TASK GOAL:
Scan the entries below for the word "bootstrap". Copy each line that has it.

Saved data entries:

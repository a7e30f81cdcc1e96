use std::collections::BTreeMap;

use serde::{Deserialize, Serialize};

pub const LOCAL_CHANNEL: &str = "Hostaway";
pub const REMOTE_CHANNEL: &str = "Google";

/// Canonical review shape shared by every source. Never persisted on its
/// own; remote reviews only survive inside a cached [`RemoteReviews`] bundle.
#[derive(Debug, Clone, PartialEq, Serialize, Deserialize)]
#[serde(rename_all = "camelCase")]
pub struct Review {
    pub id: Option<i64>,
    pub listing: Option<String>,
    #[serde(rename = "type")]
    pub review_type: Option<String>,
    pub channel: String,
    pub date: Option<String>,
    pub review_text: Option<String>,
    #[serde(default)]
    pub categories: BTreeMap<String, i64>,
    pub rating: Option<i64>,
    pub status: Option<String>,
    pub guest_name: Option<String>,
}

#[derive(Debug, Clone, Default, PartialEq, Serialize, Deserialize)]
pub struct PlaceSummary {
    pub name: Option<String>,
    pub address: Option<String>,
}

/// Payload stored in `google_cache` and returned by remote fetches.
#[derive(Debug, Clone, PartialEq, Serialize, Deserialize)]
pub struct RemoteReviews {
    pub reviews: Vec<Review>,
    pub place: PlaceSummary,
}

#[derive(Debug, Clone, Copy, PartialEq, Eq, Serialize, Deserialize)]
#[serde(rename_all = "camelCase")]
pub struct ApprovalStamp {
    pub id: i64,
    pub updated_at: i64,
}
use std::sync::Arc;

use parking_lot::Mutex;
use rusqlite::{params, Connection, OptionalExtension};
use tracing::{trace, warn};

use crate::db::now_timestamp;
use crate::errors::{AppError, AppResult};
use crate::models::{ApprovalStamp, RemoteReviews};

/// Durable moderation flags, listing mappings and cached place payloads.
///
/// Every statement runs under the one connection mutex, so at most one store
/// operation executes at a time. No operation touches more than one table.
#[derive(Clone)]
pub struct ReviewStore {
    db: Arc<Mutex<Connection>>,
}

impl ReviewStore {
    pub fn new(db: Arc<Mutex<Connection>>) -> Self {
        Self { db }
    }

    #[cfg(test)]
    pub(crate) fn connection(&self) -> Arc<Mutex<Connection>> {
        Arc::clone(&self.db)
    }

    pub fn set_approval(&self, id: i64, approved: bool) -> AppResult<()> {
        self.set_approval_at(id, approved, now_timestamp())
    }

    pub(crate) fn set_approval_at(&self, id: i64, approved: bool, updated_at: i64) -> AppResult<()> {
        let conn = self.db.lock();
        conn.execute(
            "INSERT INTO approvals (id, approved, updated_at) VALUES (?1, ?2, ?3)
            ON CONFLICT(id) DO UPDATE SET
                approved = excluded.approved,
                updated_at = excluded.updated_at",
            params![id, approved, updated_at],
        )?;
        trace!(target: "review_store", id, approved, "approval recorded");
        Ok(())
    }

    pub fn list_approved(&self) -> AppResult<Vec<i64>> {
        let conn = self.db.lock();
        let mut stmt = conn.prepare("SELECT id FROM approvals WHERE approved = 1 ORDER BY id")?;
        let ids = stmt
            .query_map([], |row| row.get(0))?
            .collect::<Result<Vec<i64>, _>>()?;
        Ok(ids)
    }

    /// Approved ids with their last write time. Callers must not depend on
    /// the order.
    pub fn list_approved_with_timestamps(&self) -> AppResult<Vec<ApprovalStamp>> {
        let conn = self.db.lock();
        let mut stmt = conn.prepare("SELECT id, updated_at FROM approvals WHERE approved = 1")?;
        let stamps = stmt
            .query_map([], |row| {
                Ok(ApprovalStamp {
                    id: row.get(0)?,
                    updated_at: row.get(1)?,
                })
            })?
            .collect::<Result<Vec<_>, _>>()?;
        Ok(stamps)
    }

    pub fn set_place_mapping(&self, listing: &str, place_id: &str) -> AppResult<()> {
        let conn = self.db.lock();
        conn.execute(
            "INSERT INTO place_mappings (listing, place_id) VALUES (?1, ?2)
            ON CONFLICT(listing) DO UPDATE SET place_id = excluded.place_id",
            params![listing, place_id],
        )?;
        trace!(target: "review_store", listing, place_id, "place mapping stored");
        Ok(())
    }

    pub fn get_place_mapping(&self, listing: &str) -> AppResult<Option<String>> {
        let conn = self.db.lock();
        let place_id: Option<Option<String>> = conn
            .query_row(
                "SELECT place_id FROM place_mappings WHERE listing = ?1",
                [listing],
                |row| row.get(0),
            )
            .optional()?;
        Ok(place_id.flatten())
    }

    /// Hard delete; a missing listing is a no-op. Returns whether a row was
    /// removed.
    pub fn delete_place_mapping(&self, listing: &str) -> AppResult<bool> {
        let conn = self.db.lock();
        let removed = conn.execute("DELETE FROM place_mappings WHERE listing = ?1", [listing])?;
        Ok(removed > 0)
    }

    pub fn set_google_cache(&self, place_id: &str, payload: &RemoteReviews) -> AppResult<()> {
        self.set_google_cache_at(place_id, payload, now_timestamp())
    }

    pub(crate) fn set_google_cache_at(
        &self,
        place_id: &str,
        payload: &RemoteReviews,
        fetched_at: i64,
    ) -> AppResult<()> {
        let encoded = serde_json::to_string(payload)?;
        let conn = self.db.lock();
        conn.execute(
            "INSERT INTO google_cache (place_id, payload, fetched_at) VALUES (?1, ?2, ?3)
            ON CONFLICT(place_id) DO UPDATE SET
                payload = excluded.payload,
                fetched_at = excluded.fetched_at",
            params![place_id, encoded, fetched_at],
        )?;
        Ok(())
    }

    /// Cached payload for `place_id`, or `None` when missing, older than
    /// `ttl_secs`, or no longer decodable.
    pub fn get_google_cache(&self, place_id: &str, ttl_secs: i64) -> AppResult<Option<RemoteReviews>> {
        self.get_google_cache_at(place_id, ttl_secs, now_timestamp())
    }

    pub(crate) fn get_google_cache_at(
        &self,
        place_id: &str,
        ttl_secs: i64,
        now: i64,
    ) -> AppResult<Option<RemoteReviews>> {
        let row: Option<(Option<String>, Option<i64>)> = {
            let conn = self.db.lock();
            conn.query_row(
                "SELECT payload, fetched_at FROM google_cache WHERE place_id = ?1",
                [place_id],
                |row| Ok((row.get(0)?, row.get(1)?)),
            )
            .optional()
            .map_err(AppError::from)?
        };

        let Some((payload, fetched_at)) = row else {
            return Ok(None);
        };
        let fetched_at = fetched_at.unwrap_or(0);
        if now - fetched_at > ttl_secs {
            trace!(target: "review_store", place_id, fetched_at, ttl_secs, "cache entry stale");
            return Ok(None);
        }

        let Some(payload) = payload else {
            return Ok(None);
        };
        match serde_json::from_str::<RemoteReviews>(&payload) {
            Ok(decoded) => Ok(Some(decoded)),
            Err(err) => {
                warn!(target: "review_store", place_id, error = %err, "discarding undecodable cache payload");
                Ok(None)
            }
        }
    }
}

#[cfg(test)]
mod tests {
    use super::*;
    use crate::db::bootstrap;
    use crate::models::{PlaceSummary, Review};
    use tempfile::{tempdir, TempDir};

    fn open_store() -> (TempDir, ReviewStore) {
        let dir = tempdir().unwrap();
        let ctx = bootstrap(dir.path(), "store.db").unwrap();
        (dir, ReviewStore::new(Arc::new(Mutex::new(ctx.connection))))
    }

    fn sample_payload() -> RemoteReviews {
        RemoteReviews {
            reviews: vec![Review {
                id: Some(-1),
                listing: Some("Shoreditch Loft".into()),
                review_type: None,
                channel: "Google".into(),
                date: Some("a week ago".into()),
                review_text: Some("Spotless".into()),
                categories: Default::default(),
                rating: Some(5),
                status: Some("published".into()),
                guest_name: Some("Ana".into()),
            }],
            place: PlaceSummary {
                name: Some("Shoreditch Loft".into()),
                address: Some("1 Test St".into()),
            },
        }
    }

    fn approval_rows(store: &ReviewStore, id: i64) -> i64 {
        let conn = store.connection();
        let count: i64 = conn
            .lock()
            .query_row("SELECT COUNT(*) FROM approvals WHERE id = ?1", [id], |row| {
                row.get(0)
            })
            .unwrap();
        count
    }

    #[test]
    fn approval_upsert_is_idempotent() {
        let (_dir, store) = open_store();
        store.set_approval(7, true).unwrap();
        let first = store.list_approved_with_timestamps().unwrap();
        store.set_approval(7, true).unwrap();
        let second = store.list_approved_with_timestamps().unwrap();

        assert_eq!(store.list_approved().unwrap(), vec![7]);
        assert_eq!(approval_rows(&store, 7), 1);
        assert!(second[0].updated_at >= first[0].updated_at);
    }

    #[test]
    fn approval_overwrites_flag_and_timestamp() {
        let (_dir, store) = open_store();
        store.set_approval_at(3, true, 100).unwrap();
        store.set_approval_at(4, true, 100).unwrap();
        store.set_approval_at(3, false, 200).unwrap();

        assert_eq!(store.list_approved().unwrap(), vec![4]);
        assert_eq!(approval_rows(&store, 3), 1);

        store.set_approval_at(3, true, 300).unwrap();
        let mut stamps = store.list_approved_with_timestamps().unwrap();
        stamps.sort_by_key(|stamp| stamp.id);
        assert_eq!(
            stamps,
            vec![
                ApprovalStamp { id: 3, updated_at: 300 },
                ApprovalStamp { id: 4, updated_at: 100 },
            ]
        );
    }

    #[test]
    fn place_mapping_round_trip_and_overwrite() {
        let (_dir, store) = open_store();
        store.set_place_mapping("Loft", "P1").unwrap();
        assert_eq!(store.get_place_mapping("Loft").unwrap().as_deref(), Some("P1"));

        store.set_place_mapping("Loft", "P2").unwrap();
        assert_eq!(store.get_place_mapping("Loft").unwrap().as_deref(), Some("P2"));

        let conn = store.connection();
        let count: i64 = conn
            .lock()
            .query_row(
                "SELECT COUNT(*) FROM place_mappings WHERE listing = 'Loft'",
                [],
                |row| row.get(0),
            )
            .unwrap();
        assert_eq!(count, 1);
    }

    #[test]
    fn deleting_mapping_is_idempotent() {
        let (_dir, store) = open_store();
        store.set_place_mapping("Loft", "P1").unwrap();
        assert!(store.delete_place_mapping("Loft").unwrap());
        assert!(!store.delete_place_mapping("Loft").unwrap());
        assert_eq!(store.get_place_mapping("Loft").unwrap(), None);
        assert!(!store.delete_place_mapping("unknown").unwrap());
    }

    #[test]
    fn cache_entry_expires_after_ttl() {
        let (_dir, store) = open_store();
        let payload = sample_payload();
        store.set_google_cache_at("ChIJ1", &payload, 1_000).unwrap();

        for ttl in [0, 60, 86_400] {
            assert_eq!(
                store.get_google_cache_at("ChIJ1", ttl, 1_000 + ttl).unwrap(),
                Some(payload.clone())
            );
            assert_eq!(store.get_google_cache_at("ChIJ1", ttl, 1_001 + ttl).unwrap(), None);
        }
    }

    #[test]
    fn fresh_write_revives_stale_entry() {
        let (_dir, store) = open_store();
        let payload = sample_payload();
        store.set_google_cache_at("ChIJ1", &payload, 0).unwrap();
        assert_eq!(store.get_google_cache("ChIJ1", 60).unwrap(), None);

        store.set_google_cache("ChIJ1", &payload).unwrap();
        assert_eq!(store.get_google_cache("ChIJ1", 60).unwrap(), Some(payload));
    }

    #[test]
    fn missing_or_corrupt_cache_is_absent() {
        let (_dir, store) = open_store();
        assert_eq!(store.get_google_cache("nowhere", 86_400).unwrap(), None);

        let conn = store.connection();
        conn.lock()
            .execute(
                "INSERT INTO google_cache (place_id, payload, fetched_at) VALUES ('bad', '{not json', ?1)",
                [now_timestamp()],
            )
            .unwrap();
        assert_eq!(store.get_google_cache("bad", 86_400).unwrap(), None);
    }
}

OUTPUT FOR THIS EXERCISE:
    use crate::db::bootstrap;
        let ctx = bootstrap(dir.path(), "store.db").unwrap();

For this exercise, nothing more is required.